Closed dmckeone closed 9 years ago
If we ever embed a MultiDict
in an object the user can get at, e.g. a PreparedRequest
, this becomes a more significant API change. In particular, right now we enforce the contract that getting headers from any object in Requests will give you a string-to-string dictionary. Changing that is a breaking API change. I think we need to think really strongly about whether that's a good plan.
@Lukasa I took a look through and I believe that my changes to params=
, data=
, and files=
are all safe from an API perspective:
PreparedRequest
does not expose params
, data
or files
Session
has a params
attribute that I initialize to OrderedMultiDict, but it is hidden because it isn't declared in the __attrs__
Request
has params
, data
, and files
exposed, but the user can't get to that because of __attrs__
In the future, I don't think there is any way around an API change for headers
(which is why I shied away from that change), because a dict
, or in this case a CaseInsensitiveDict
, just can't represent multiple keys.
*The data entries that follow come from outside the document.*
//! Source adapters.
//!
//! Each adapter fetches one upstream's payload and hands it back as a
//! [`RawPayload`]; normalization into canonical [`Stream`] records happens
//! per payload variant. Adapters never fail a request: fetch errors and
//! outer timeouts are logged and become empty results.

pub mod addon;
pub mod aggregator;
pub mod dmm;
pub mod library;
pub mod provider;

use std::time::Duration;

use async_trait::async_trait;
use tokio_util::sync::CancellationToken;
use tracing::{debug, warn};

use crate::debrid::{DebridFile, DebridTorrent};
use crate::fetch::FetchError;
use crate::stream::{MediaKind, Stream};

pub use addon::AddonStream;
pub use aggregator::{AggregatorSource, AggregatorVariant};
pub use dmm::{DmmRecord, DmmSource};
pub use library::debrid_library;
pub use provider::ThirdPartySource;

/// What is being looked up.
#[derive(Debug, Clone, PartialEq, Eq)]
pub struct ContentQuery {
    /// IMDb id, e.g. `tt0903747`.
    pub imdb_id: String,
    pub kind: MediaKind,
    pub season: Option<u32>,
    pub episode: Option<u32>,
}

impl ContentQuery {
    pub fn movie(imdb_id: impl Into<String>) -> Self {
        Self {
            imdb_id: imdb_id.into(),
            kind: MediaKind::Movie,
            season: None,
            episode: None,
        }
    }

    pub fn episode(imdb_id: impl Into<String>, season: u32, episode: u32) -> Self {
        Self {
            imdb_id: imdb_id.into(),
            kind: MediaKind::Episode,
            season: Some(season),
            episode: Some(episode),
        }
    }

    /// `imdbId` for movies, `imdbId:season:episode` for episodes.
    pub fn content_id(&self) -> String {
        match (self.kind, self.season, self.episode) {
            (MediaKind::Episode, Some(s), Some(e)) => format!("{}:{s}:{e}", self.imdb_id),
            _ => self.imdb_id.clone(),
        }
    }

    /// `stream/{type}/{contentId}.json`, colons left unencoded.
    pub fn stream_path(&self) -> String {
        format!("stream/{}/{}.json", self.kind.wire_type(), self.content_id())
    }
}

/// Upstream payloads, one variant per response shape.
#[derive(Debug, Clone)]
pub enum RawPayload {
    TorrentAggregator {
        provider_id: String,
        provider_name: String,
        streams: Vec<AddonStream>,
        /// Results came from the credential-prefiltered endpoint.
        prefiltered: bool,
    },
    DmmCache {
        records: Vec<DmmRecord>,
        /// Server was asked for cached results only.
        only_cached: bool,
    },
    ThirdParty {
        provider_id: String,
        provider_name: String,
        streams: Vec<AddonStream>,
    },
    DirectDebridUrl {
        torrent: DebridTorrent,
        files: Vec<DebridFile>,
    },
}

impl RawPayload {
    pub fn normalize(self) -> Vec<Stream> {
        match self {
            RawPayload::TorrentAggregator {
                provider_id,
                provider_name,
                streams,
                prefiltered,
            } => {
                let cached = prefiltered.then_some(true);
                addon::normalize(streams, &provider_id, &provider_name, cached)
            }
            RawPayload::DmmCache {
                records,
                only_cached,
            } => dmm::normalize(records, only_cached),
            RawPayload::ThirdParty {
                provider_id,
                provider_name,
                streams,
            } => addon::normalize(streams, &provider_id, &provider_name, None),
            RawPayload::DirectDebridUrl { torrent, files } => library::normalize(&torrent, files),
        }
    }

    pub fn len(&self) -> usize {
        match self {
            RawPayload::TorrentAggregator { streams, .. } | RawPayload::ThirdParty { streams, .. } => {
                streams.len()
            }
            RawPayload::DmmCache { records, .. } => records.len(),
            RawPayload::DirectDebridUrl { files, .. } => files.len(),
        }
    }

    pub fn is_empty(&self) -> bool {
        self.len() == 0
    }
}

/// One upstream source of streams.
#[async_trait]
pub trait SourceAdapter: Send + Sync {
    /// Stable identifier used for attribution.
    fn id(&self) -> &str;

    /// Display name used for grouping.
    fn name(&self) -> &str;

    /// Outer bound on the whole fetch, retries included.
    fn timeout(&self) -> Duration;

    async fn fetch_raw(
        &self,
        query: &ContentQuery,
        cancel: &CancellationToken,
    ) -> Result<RawPayload, FetchError>;

    /// Fetch and normalize, absorbing every failure into an empty list.
    async fn streams(&self, query: &ContentQuery, cancel: &CancellationToken) -> Vec<Stream> {
        let result = tokio::time::timeout(self.timeout(), self.fetch_raw(query, cancel)).await;
        match result {
            Ok(Ok(payload)) => {
                let streams = payload.normalize();
                debug!(source = self.id(), count = streams.len(), "Source returned streams");
                streams
            }
            Ok(Err(FetchError::Cancelled)) => {
                debug!(source = self.id(), "Source fetch cancelled");
                Vec::new()
            }
            Ok(Err(e)) => {
                warn!(source = self.id(), error = %e, "Source fetch failed");
                Vec::new()
            }
            Err(_) => {
                warn!(source = self.id(), timeout = ?self.timeout(), "Source timed out");
                Vec::new()
            }
        }
    }
}

#[cfg(test)]
mod tests {
    use super::*;

    #[test]
    fn content_ids() {
        assert_eq!(ContentQuery::movie("tt0111161").content_id(), "tt0111161");
        assert_eq!(
            ContentQuery::episode("tt0903747", 1, 2).stream_path(),
            "stream/series/tt0903747:1:2.json"
        );
        assert_eq!(
            ContentQuery::movie("tt0111161").stream_path(),
            "stream/movie/tt0111161.json"
        );
    }

    struct Failing;

    #[async_trait]
    impl SourceAdapter for Failing {
        fn id(&self) -> &str {
            "failing"
        }
        fn name(&self) -> &str {
            "Failing"
        }
        fn timeout(&self) -> Duration {
            Duration::from_secs(1)
        }
        async fn fetch_raw(
            &self,
            _query: &ContentQuery,
            _cancel: &CancellationToken,
        ) -> Result<RawPayload, FetchError> {
            Err(FetchError::NoAttempts("x".into()))
        }
    }

    struct Stalling;

    #[async_trait]
    impl SourceAdapter for Stalling {
        fn id(&self) -> &str {
            "stalling"
        }
        fn name(&self) -> &str {
            "Stalling"
        }
        fn timeout(&self) -> Duration {
            Duration::from_millis(20)
        }
        async fn fetch_raw(
            &self,
            _query: &ContentQuery,
            _cancel: &CancellationToken,
        ) -> Result<RawPayload, FetchError> {
            tokio::time::sleep(Duration::from_secs(5)).await;
            Err(FetchError::NoAttempts("late".into()))
        }
    }

    #[tokio::test]
    async fn failures_become_empty() {
        let q = ContentQuery::movie("tt1");
        assert!(Failing.streams(&q, &CancellationToken::new()).await.is_empty());
    }

    #[tokio::test]
    async fn outer_timeout_becomes_empty() {
        let q = ContentQuery::movie("tt1");
        assert!(Stalling.streams(&q, &CancellationToken::new()).await.is_empty());
    }
}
So that implementation will require some thinking about the API, and hopefully a structure more dedicated to handling HTTP Headers; maybe just a dict
-like class called HTTPHeader
that has the behaviour of the earlier mentioned CaseInsensitiveOrderedMultiDict
, but is clearly bound to conform to HTTP Header behaviours and rules. After all, CaseInsensitiveDict
is really only used for headers anyway; perhaps it's best to call a spade a spade?
@dmckeone I think either you or I am misunderstanding the role of __attrs__
. As far as I know, it does not hide any information from the user but presents to libraries like multiprocessing
and pickle
what they need to properly serialize and reconstruct those objects. So, yes, in fact params
is entirely exposed to the user. There would be no other point in having it. :)
These were all planned and endorsed changes by @kennethreitz. And to a degree they're quite necessary to make requests entirely functional. Leaving headers
as is, right now, seems okay to me. I'm just not sure how well having the Session.headers
attribute as a MultiDict
will work.
@sigmavirus24 is correct, __attrs__
does not limit exposure of those parameters. In particular, Session.params
, Request.params
, Request.data
and Request.files
are deliberately exposed parts of the API, intended to be used by users.
I think if we're going to make backward-incompatible changes to the API we should do it in one fell swoop. I'm still remembering the less-than-positive initial reaction to turning Response.json
into a method, and this change is far more wide-ranging than that one.
Changing any of these parameters, especially if multi=True
is the default (which it probably should be), is a backward-incompatible change. I'm all for doing it, as I think the current behaviour could be improved, but any implementation needs to very carefully planned, and needs to be clearly documented and accompanied by a decent version number bump.
@sigmavirus24 @Lukasa Thanks guys. Mea culpa about the __attrs__
, you're right.
Changing any of these parameters, especially if multi=True is the default (which it probably should be), is a backward-incompatible change
You may be right (and certainly would be if headers=
was included), but I believe its only backwards incompatible with the current change if you tried to use assume order or duplicate values, and since that wouldn't be possible in older versions due to the use of dict
, I don't think it's incompatible in a breaking way.
I'm thinking of cases like this (where request
is an instance of Request
):
isinstance(request.params, dict)
request.params['param']
for single and iterable values. request.params == {'param': 1}
Have I missed a case here, or is it a reasonable expectation to say that, if you want to use ordered duplicate params
, data
, or files
then 1.2X (or whatever version this ends up in) is your baseline? If you don't use ordered or duplicate params
, data
, or files
then things should work identically for all versions.
So with that in mind, how would you like to proceed with this? Should I be incorporating headers=
into my branch and targeting a full version release with docs and all that, or is the pull request I submitted a way to start that works well enough, and then headers can be approached separately. I'm fine with either, or something else entirely, but since I'm new to this project I'm happy to follow your more experienced lead.
Not a worry @dmckeone . I get confused plenty about stuff too. @Lukasa usually corrects me kindly. :)
I think for the current pull request you can leave out headers
if you're that uncomfortable with it, but it has to be implemented before the next release.
Part of the documentation will have to include a section about how the MultiDict
works with respect to __setattr__
and __getattr__
. That (if I remember correctly) is non-obvious behaviour and in this instance I have no criticism of this aspect of the API. :P
Getting stuff wrong in public is basically the definition of OSS development, as far as I can tell. =P I certainly do it enough.
I think my concern primarily applies to changing headers
. We don't expect param
, data
or files
to be mutated by the library, so the user should get out whatever the hell they put in. However, we mutate headers
quite a bit. If we change what we do there, it's definitely breaking.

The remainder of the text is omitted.